But goosegirl is correct that the kinds of apples they sell in grocery stores even in Florida need a lot of chill hours. I do not think Florida is producing apples and at the commercial level, at least not yet

Goosegirl stated, "But they all need a cold, dormant period to produce fruit. Florida's climate doesn't allow for that." This is not correct for ALL varieties. For the "grocery store type, yes, but not for the varieties The U of F have worked with. They went through a lot of research to find the right varieties and the right rootstock to allow for these trees to produce with the extremely low chill in Central and more so in South Florida.

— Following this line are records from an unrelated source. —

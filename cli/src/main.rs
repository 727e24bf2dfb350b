//! CLI entrypoint for EquaçãoPro
//!
//! This is the main binary that wires together all layers using
//! dependency injection.

use anyhow::{Context, Result, anyhow};
use clap::Parser;
use equacao_domain::Model;
use equacao_infrastructure::{
    ConfigLoader, FileConfig, FileLoggingConfig, GeminiGateway, GeminiSettings,
    PulldownMarkdownRenderer,
};
use equacao_presentation::{Cli, ConsoleFormatter, TuiApp, TuiConfig};
use std::io::Write;
use std::process::ExitCode;
use std::sync::Arc;
use tracing::info;
use tracing_appender::non_blocking::WorkerGuard;
use tracing_appender::rolling::{RollingFileAppender, Rotation};
use tracing_subscriber::EnvFilter;

#[tokio::main]
async fn main() -> ExitCode {
    let cli = Cli::parse();

    match run(cli).await {
        Ok(()) => ExitCode::SUCCESS,
        Err(e) => {
            eprintln!("{}", ConsoleFormatter::error(&format!("{:#}", e)));
            ExitCode::FAILURE
        }
    }
}

async fn run(cli: Cli) -> Result<()> {
    // === Configuration ===
    if cli.show_config {
        let config = load_config(&cli)?;
        let sources = ConfigLoader::config_sources(cli.config.as_ref());
        print!("{}", ConsoleFormatter::config_sources(&sources));
        let toml = config
            .redacted()
            .to_toml_string()
            .context("failed to serialize configuration")?;
        println!("{}", ConsoleFormatter::effective_config(&toml));
        return Ok(());
    }

    let config = load_config(&cli)?;
    if !cli.no_config
        && let Some(path) = ConfigLoader::missing_explicit_path(cli.config.as_ref())
    {
        eprintln!(
            "{}",
            ConsoleFormatter::warning(&format!(
                "config file {} not found, continuing without it",
                path.display()
            ))
        );
    }
    for issue in config.validate() {
        eprintln!("{}", ConsoleFormatter::warning(&issue.to_string()));
    }

    // Keep the guard alive until exit so buffered log lines are flushed
    let _log_guard = init_logging(cli.verbose, &config.logging);

    info!("Starting EquaçãoPro");

    // === Dependency Injection ===
    let mut settings = GeminiSettings::from(&config.gemini);
    if let Some(model) = cli.model.as_deref() {
        settings = settings.with_model(Model::from_id(model));
    }
    let gateway = Arc::new(GeminiGateway::new(settings)?);
    let renderer = Arc::new(PulldownMarkdownRenderer::new());
    info!("Using model {}", gateway.model());

    let tui_config = TuiConfig {
        tick_rate_ms: config.tui.tick_rate_ms,
        show_hints: config.tui.show_hints,
    };

    let mut app = TuiApp::new(gateway.clone(), renderer, tui_config)
        .with_model_name(gateway.model().to_string());
    app.run().await.context("terminal UI failed")?;

    info!("EquaçãoPro exited");
    Ok(())
}

fn load_config(cli: &Cli) -> Result<FileConfig> {
    if cli.no_config {
        return Ok(ConfigLoader::load_defaults());
    }
    ConfigLoader::load(cli.config.as_ref())
        .map_err(|e| anyhow!("failed to load configuration: {}", e))
}

/// Log to a daily rolling file; the terminal belongs to the UI.
fn init_logging(verbose: u8, logging: &FileLoggingConfig) -> WorkerGuard {
    // RUST_LOG wins over the verbosity flag
    let filter = EnvFilter::try_from_default_env().unwrap_or_else(|_| match verbose {
        0 => EnvFilter::new("warn"),
        1 => EnvFilter::new("info"),
        2 => EnvFilter::new("debug"),
        _ => EnvFilter::new("trace"), // -vvv or more
    });

    let writer = match open_log_file(logging) {
        Ok(appender) => Box::new(appender) as Box<dyn Write + Send>,
        Err(e) => {
            eprintln!(
                "{}",
                ConsoleFormatter::warning(&format!("{:#}; logging is disabled", e))
            );
            Box::new(std::io::sink())
        }
    };
    let (writer, guard) = tracing_appender::non_blocking(writer);

    tracing_subscriber::fmt()
        .with_env_filter(filter)
        .with_writer(writer)
        .with_ansi(false)
        .with_target(false)
        .init();

    guard
}

fn open_log_file(logging: &FileLoggingConfig) -> Result<RollingFileAppender> {
    let directory = logging.resolved_directory();
    std::fs::create_dir_all(&directory)
        .with_context(|| format!("failed to create log directory {}", directory.display()))?;

    RollingFileAppender::builder()
        .rotation(Rotation::DAILY)
        .filename_prefix(&logging.file_prefix)
        .build(&directory)
        .with_context(|| format!("failed to open log file in {}", directory.display()))
}

#[cfg(test)]
mod tests {
    use super::*;

    fn logging_in(directory: &std::path::Path) -> FileLoggingConfig {
        FileLoggingConfig {
            directory: Some(directory.to_string_lossy().into_owned()),
            ..FileLoggingConfig::default()
        }
    }

    #[test]
    fn test_open_log_file_creates_directory() {
        let root = tempfile::tempdir().unwrap();
        let directory = root.path().join("nested").join("logs");

        assert!(open_log_file(&logging_in(&directory)).is_ok());
        assert!(directory.is_dir());
    }

    #[test]
    fn test_open_log_file_reports_unwritable_directory() {
        // A regular file where the directory should be
        let blocker = tempfile::NamedTempFile::new().unwrap();
        let directory = blocker.path().join("logs");

        let err = open_log_file(&logging_in(&directory)).unwrap_err();
        assert!(format!("{:#}", err).contains("failed to create log directory"));
    }
}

You mean cross pollinated :)

Yes, the "northern" variety apples are not what is grown in Florida (best Fla varieties are the TropicSweet, Anna and Golden Dorsett) and not really grown on a true commercial level however there are some u-pick apple orchards in Florida. One of the main reasons commercial orchards are not established is due to the timing of the harvest in Florida, there are too many varieties/quantity coming out of the Northeast and Pacific NW that Florida could not compete.

Now peaches are a different story. There are commercial peach orchards in Florida (though not as many as in Georgia and South Carolina) and a Florida tree ripened, fresh picked peach is as good as and for the most part better than a Georgia peach. Florida grown peaches can even be found in Publix at times.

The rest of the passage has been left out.